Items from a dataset
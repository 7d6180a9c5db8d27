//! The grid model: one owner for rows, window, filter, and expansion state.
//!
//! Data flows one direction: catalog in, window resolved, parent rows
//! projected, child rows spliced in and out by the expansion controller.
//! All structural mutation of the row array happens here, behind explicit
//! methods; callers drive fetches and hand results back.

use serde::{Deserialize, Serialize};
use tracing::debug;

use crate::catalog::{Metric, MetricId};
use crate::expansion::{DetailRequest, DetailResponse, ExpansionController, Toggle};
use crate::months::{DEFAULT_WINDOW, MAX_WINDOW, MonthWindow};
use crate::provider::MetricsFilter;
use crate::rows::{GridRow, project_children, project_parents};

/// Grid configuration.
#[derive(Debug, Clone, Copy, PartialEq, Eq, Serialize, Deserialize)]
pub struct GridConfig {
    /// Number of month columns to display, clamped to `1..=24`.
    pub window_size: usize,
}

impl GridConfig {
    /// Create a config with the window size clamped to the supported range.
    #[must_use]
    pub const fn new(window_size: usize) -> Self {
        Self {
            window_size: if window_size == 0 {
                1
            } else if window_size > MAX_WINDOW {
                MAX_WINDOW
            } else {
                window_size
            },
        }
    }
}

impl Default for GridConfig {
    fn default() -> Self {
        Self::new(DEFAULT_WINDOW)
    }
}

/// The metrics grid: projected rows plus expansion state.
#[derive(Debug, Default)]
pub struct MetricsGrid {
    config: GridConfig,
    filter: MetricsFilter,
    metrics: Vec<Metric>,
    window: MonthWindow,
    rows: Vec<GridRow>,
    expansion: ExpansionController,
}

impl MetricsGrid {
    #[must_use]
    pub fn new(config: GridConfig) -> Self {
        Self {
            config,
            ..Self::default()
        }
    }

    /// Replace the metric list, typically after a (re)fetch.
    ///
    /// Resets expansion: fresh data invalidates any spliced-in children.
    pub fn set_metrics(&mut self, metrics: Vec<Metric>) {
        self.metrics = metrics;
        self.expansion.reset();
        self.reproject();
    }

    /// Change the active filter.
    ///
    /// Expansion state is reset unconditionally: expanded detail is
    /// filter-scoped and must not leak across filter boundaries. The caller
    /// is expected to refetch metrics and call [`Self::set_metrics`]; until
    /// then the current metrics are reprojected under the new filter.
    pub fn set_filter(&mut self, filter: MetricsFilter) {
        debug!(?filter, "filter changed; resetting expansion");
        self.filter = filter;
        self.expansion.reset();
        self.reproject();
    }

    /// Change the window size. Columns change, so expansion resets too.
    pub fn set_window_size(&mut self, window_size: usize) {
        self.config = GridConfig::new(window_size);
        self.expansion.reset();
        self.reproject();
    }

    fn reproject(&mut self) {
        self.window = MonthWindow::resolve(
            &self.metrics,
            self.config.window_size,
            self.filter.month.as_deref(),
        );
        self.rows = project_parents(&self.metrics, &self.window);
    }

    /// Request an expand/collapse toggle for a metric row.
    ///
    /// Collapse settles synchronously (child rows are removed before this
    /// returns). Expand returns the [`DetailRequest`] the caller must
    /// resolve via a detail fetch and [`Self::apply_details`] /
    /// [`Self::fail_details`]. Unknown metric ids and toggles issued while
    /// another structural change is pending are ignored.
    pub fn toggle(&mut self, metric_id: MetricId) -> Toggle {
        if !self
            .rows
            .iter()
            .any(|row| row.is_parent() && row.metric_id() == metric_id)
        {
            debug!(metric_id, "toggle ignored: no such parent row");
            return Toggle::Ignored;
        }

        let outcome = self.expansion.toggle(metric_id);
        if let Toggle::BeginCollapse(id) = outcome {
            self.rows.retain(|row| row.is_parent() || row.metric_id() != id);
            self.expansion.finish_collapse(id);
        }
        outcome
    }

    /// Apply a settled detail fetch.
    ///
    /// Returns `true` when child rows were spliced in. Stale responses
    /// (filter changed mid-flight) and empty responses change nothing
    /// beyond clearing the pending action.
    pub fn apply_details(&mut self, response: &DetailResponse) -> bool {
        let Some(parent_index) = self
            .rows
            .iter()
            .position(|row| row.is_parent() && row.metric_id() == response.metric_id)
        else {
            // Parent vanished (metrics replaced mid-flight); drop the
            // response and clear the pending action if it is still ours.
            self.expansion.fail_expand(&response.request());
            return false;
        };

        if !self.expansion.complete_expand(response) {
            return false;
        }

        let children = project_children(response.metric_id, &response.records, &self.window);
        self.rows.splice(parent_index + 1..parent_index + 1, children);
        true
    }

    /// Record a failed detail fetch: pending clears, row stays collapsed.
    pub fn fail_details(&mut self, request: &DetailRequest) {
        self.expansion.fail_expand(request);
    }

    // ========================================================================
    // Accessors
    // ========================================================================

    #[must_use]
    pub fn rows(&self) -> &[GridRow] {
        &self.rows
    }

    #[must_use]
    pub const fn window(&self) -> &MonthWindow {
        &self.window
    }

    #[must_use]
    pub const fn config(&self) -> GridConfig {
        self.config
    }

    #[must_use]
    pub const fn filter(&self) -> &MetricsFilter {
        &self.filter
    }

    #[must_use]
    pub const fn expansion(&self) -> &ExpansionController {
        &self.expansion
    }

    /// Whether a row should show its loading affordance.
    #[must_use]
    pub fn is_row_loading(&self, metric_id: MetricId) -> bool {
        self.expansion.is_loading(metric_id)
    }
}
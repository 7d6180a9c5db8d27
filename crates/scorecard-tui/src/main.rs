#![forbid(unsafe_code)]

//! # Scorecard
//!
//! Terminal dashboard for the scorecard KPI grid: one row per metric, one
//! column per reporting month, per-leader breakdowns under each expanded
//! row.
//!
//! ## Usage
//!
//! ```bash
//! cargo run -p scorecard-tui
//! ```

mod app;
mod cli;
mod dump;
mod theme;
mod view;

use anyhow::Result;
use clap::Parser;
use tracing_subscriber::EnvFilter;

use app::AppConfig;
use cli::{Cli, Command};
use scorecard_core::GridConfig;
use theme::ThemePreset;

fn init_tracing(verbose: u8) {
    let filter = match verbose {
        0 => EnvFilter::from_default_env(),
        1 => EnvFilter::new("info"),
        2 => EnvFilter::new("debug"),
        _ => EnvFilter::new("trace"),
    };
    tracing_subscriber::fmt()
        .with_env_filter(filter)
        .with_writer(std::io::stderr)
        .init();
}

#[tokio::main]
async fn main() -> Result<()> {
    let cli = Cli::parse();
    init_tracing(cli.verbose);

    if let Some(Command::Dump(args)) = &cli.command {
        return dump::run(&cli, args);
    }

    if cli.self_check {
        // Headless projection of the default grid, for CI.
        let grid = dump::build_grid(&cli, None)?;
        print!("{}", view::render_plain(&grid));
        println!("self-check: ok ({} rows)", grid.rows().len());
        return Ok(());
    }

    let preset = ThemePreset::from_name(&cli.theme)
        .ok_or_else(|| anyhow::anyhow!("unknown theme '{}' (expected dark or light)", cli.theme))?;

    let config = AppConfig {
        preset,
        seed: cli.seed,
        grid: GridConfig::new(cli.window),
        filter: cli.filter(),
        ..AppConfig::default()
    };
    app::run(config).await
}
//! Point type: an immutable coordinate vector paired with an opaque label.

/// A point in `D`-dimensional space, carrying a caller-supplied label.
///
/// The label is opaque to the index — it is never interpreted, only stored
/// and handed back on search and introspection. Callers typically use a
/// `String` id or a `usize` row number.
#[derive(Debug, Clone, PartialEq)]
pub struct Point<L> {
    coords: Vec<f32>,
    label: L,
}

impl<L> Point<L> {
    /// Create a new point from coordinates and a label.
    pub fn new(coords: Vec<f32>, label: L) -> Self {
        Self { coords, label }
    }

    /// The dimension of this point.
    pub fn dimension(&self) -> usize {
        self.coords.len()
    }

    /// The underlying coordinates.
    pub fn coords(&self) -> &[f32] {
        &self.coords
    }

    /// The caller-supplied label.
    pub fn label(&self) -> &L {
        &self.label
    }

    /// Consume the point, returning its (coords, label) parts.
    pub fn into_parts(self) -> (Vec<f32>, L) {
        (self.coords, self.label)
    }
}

▶ Action item
In the entries above, please find the line with "pub fn set_filter(&mut" and the line with "fn reproject(&mut self)", then write out exactly those two lines and every line between them, and nothing more.

▶ Response
    pub fn set_filter(&mut self, filter: MetricsFilter) {
        debug!(?filter, "filter changed; resetting expansion");
        self.filter = filter;
        self.expansion.reset();
        self.reproject();
    }

    /// Change the window size. Columns change, so expansion resets too.
    pub fn set_window_size(&mut self, window_size: usize) {
        self.config = GridConfig::new(window_size);
        self.expansion.reset();
        self.reproject();
    }

    fn reproject(&mut self) {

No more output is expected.